Exercise objective: List every line below containing "first".

[Collected data]
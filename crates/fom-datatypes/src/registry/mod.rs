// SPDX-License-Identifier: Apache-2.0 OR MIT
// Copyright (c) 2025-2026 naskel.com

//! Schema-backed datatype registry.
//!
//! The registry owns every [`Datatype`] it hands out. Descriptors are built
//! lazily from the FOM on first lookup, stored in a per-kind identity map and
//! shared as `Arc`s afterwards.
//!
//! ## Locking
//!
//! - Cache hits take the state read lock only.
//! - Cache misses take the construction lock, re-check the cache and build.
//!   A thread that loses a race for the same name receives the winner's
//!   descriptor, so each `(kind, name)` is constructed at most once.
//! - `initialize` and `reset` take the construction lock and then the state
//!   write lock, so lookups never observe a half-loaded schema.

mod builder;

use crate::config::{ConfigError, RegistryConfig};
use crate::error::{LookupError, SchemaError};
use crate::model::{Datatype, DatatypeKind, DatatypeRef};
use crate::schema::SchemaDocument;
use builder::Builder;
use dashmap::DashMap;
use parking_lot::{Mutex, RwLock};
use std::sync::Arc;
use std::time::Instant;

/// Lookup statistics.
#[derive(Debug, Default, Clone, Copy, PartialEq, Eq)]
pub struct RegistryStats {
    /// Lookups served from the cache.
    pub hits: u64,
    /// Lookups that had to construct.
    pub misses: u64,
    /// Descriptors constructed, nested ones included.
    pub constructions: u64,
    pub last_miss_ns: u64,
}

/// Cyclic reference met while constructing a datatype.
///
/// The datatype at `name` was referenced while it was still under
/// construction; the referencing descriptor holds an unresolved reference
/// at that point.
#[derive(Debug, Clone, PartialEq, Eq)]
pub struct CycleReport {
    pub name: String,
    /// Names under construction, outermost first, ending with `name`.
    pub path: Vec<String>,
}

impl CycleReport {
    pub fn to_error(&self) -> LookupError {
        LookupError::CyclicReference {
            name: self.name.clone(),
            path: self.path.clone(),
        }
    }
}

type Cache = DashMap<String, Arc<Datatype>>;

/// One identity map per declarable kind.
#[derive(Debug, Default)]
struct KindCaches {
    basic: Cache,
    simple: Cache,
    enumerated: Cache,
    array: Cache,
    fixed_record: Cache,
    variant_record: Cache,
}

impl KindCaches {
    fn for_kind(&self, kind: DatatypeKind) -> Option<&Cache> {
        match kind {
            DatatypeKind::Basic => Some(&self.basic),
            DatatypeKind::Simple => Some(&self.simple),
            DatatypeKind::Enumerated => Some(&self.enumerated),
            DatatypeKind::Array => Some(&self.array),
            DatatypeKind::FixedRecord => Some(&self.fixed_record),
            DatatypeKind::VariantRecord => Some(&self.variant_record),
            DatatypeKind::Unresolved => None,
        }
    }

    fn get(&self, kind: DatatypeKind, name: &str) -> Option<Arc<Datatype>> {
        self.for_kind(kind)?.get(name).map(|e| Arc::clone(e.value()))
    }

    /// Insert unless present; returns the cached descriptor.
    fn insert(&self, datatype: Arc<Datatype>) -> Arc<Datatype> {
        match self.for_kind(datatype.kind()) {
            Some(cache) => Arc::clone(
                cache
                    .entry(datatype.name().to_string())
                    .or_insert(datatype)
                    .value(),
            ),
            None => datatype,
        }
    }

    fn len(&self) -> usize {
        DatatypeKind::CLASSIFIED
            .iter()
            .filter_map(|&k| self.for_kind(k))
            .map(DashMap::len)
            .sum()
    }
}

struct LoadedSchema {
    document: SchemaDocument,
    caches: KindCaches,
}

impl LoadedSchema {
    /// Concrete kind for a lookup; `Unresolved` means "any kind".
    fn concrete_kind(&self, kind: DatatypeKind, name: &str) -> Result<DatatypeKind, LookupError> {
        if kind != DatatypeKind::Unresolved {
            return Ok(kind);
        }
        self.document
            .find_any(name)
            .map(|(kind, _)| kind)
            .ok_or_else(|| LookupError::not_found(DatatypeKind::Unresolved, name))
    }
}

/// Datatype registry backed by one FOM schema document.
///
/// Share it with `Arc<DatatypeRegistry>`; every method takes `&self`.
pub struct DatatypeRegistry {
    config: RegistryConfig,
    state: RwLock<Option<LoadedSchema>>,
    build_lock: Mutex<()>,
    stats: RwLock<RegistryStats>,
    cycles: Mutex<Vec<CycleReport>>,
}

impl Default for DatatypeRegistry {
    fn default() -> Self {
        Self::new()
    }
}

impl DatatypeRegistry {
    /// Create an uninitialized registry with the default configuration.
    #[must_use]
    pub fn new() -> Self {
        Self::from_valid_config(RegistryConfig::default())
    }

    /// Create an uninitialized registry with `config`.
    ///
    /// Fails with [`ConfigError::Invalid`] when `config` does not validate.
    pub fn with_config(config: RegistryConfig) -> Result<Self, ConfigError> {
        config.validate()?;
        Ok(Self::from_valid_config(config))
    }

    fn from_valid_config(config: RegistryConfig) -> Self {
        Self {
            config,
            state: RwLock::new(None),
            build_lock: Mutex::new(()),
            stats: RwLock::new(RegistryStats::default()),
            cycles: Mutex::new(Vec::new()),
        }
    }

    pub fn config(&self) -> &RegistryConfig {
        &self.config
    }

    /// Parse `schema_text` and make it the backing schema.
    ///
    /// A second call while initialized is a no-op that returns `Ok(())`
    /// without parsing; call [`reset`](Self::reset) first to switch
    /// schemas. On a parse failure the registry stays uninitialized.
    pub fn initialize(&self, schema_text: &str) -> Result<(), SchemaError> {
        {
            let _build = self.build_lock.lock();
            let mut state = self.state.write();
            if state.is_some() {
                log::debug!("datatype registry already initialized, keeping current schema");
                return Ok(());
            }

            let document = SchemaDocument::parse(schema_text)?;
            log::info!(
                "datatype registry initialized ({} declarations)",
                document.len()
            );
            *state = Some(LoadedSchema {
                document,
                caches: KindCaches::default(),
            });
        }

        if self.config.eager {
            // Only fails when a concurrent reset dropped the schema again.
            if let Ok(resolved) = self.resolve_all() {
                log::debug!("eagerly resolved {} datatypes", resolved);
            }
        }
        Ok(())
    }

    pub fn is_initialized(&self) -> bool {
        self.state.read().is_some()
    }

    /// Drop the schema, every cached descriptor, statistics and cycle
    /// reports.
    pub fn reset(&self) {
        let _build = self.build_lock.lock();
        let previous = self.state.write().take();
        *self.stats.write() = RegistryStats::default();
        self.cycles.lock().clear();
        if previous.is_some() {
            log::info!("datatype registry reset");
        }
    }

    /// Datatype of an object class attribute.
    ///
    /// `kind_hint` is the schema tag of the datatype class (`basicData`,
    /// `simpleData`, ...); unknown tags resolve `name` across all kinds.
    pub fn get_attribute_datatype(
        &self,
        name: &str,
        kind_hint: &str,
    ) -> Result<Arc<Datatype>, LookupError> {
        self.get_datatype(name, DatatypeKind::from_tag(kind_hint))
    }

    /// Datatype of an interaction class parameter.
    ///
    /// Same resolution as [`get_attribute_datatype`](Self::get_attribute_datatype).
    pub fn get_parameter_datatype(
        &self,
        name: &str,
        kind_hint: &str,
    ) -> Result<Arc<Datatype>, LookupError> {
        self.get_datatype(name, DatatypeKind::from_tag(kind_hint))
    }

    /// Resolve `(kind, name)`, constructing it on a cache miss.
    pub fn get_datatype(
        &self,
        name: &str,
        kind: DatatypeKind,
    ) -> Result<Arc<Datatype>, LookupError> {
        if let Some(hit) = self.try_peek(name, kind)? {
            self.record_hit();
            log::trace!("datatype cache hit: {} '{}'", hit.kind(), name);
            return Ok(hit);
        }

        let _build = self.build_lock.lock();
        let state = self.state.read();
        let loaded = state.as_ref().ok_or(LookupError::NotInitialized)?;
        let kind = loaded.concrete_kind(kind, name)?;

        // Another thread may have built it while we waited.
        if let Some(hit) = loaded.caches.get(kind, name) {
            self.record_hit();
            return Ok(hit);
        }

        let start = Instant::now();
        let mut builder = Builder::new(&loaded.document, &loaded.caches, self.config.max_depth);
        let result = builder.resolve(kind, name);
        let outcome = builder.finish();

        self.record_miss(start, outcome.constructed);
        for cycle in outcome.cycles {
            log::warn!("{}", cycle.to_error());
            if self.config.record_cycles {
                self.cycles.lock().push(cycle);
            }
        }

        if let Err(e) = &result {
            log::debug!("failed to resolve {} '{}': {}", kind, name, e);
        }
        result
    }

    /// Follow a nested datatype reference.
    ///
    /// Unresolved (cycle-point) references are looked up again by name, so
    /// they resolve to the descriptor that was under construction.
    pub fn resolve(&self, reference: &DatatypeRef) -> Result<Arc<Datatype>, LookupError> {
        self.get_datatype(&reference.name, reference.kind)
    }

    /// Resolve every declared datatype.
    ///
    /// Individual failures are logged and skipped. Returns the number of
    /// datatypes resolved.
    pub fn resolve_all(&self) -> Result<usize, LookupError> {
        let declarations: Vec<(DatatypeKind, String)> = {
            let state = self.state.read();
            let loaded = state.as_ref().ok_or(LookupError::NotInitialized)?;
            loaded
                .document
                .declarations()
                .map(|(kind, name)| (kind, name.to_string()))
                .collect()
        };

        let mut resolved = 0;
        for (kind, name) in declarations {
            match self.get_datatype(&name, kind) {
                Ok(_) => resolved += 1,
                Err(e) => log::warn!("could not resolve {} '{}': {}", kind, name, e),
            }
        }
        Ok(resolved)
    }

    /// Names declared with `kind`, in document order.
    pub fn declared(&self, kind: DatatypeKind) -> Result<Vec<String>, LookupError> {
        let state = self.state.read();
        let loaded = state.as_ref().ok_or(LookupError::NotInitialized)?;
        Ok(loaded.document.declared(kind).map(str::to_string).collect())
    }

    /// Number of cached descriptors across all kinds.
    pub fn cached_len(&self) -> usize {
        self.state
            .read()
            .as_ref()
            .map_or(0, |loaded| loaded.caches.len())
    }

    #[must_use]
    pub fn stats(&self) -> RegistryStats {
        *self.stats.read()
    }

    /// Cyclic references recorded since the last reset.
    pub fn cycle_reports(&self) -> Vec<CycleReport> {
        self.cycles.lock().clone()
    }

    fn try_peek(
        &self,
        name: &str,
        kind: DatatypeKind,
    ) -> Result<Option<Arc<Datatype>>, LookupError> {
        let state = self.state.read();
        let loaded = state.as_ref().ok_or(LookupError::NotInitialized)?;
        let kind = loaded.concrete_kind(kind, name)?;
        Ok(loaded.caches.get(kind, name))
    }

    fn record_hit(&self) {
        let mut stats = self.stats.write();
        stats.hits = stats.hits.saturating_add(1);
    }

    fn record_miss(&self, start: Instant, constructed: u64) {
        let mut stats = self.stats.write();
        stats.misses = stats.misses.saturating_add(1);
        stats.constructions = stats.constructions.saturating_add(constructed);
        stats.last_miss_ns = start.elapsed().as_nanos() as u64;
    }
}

Reply to the task:
//! lazily from the FOM on first lookup, stored in a per-kind identity map and
    /// Names under construction, outermost first, ending with `name`.
    /// without parsing; call [`reset`](Self::reset) first to switch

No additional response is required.